Project description:Estrogens regulate many reproductive processes in fish and other vertebrates. In fish, the pituitary and liver are among the main sites of action of estrogens in the reproductive brain-pituitary-gonadal-hepatic axis. Environmental contaminants with estrogenic compounds acting at these organs have the potential to interfere with the reproductive processes in fish. In this work, RNA-seq analysis was performed to map estrogen and xenoestrogen target genes in the juvenile female Atlantic cod (Gadus morhua) after 72 h exposure to estrogenic compounds ethynylestradiol (EE2), and the xenoestrogens bisphenol A (BPA) and methoxychlor (MXC).
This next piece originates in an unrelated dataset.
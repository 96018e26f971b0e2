//! Logging for Tally.
//! `tracing` crate with `EnvFilter`, per-target log levels.

pub mod setup;

pub use setup::init_tracing;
Our results show that, in the pituitary, EE2 and the xenoestrogens modulated many genes and pathways related to reproduction (such as hormone synthesis, hormonal signaling), metabolic homeostasis, and cell differentiation and proliferation. The xenoestrogens BPA and MXC had similar effect as EE2 on the top differentially expressed genes, suggesting their potential to disrupt pituitary functions.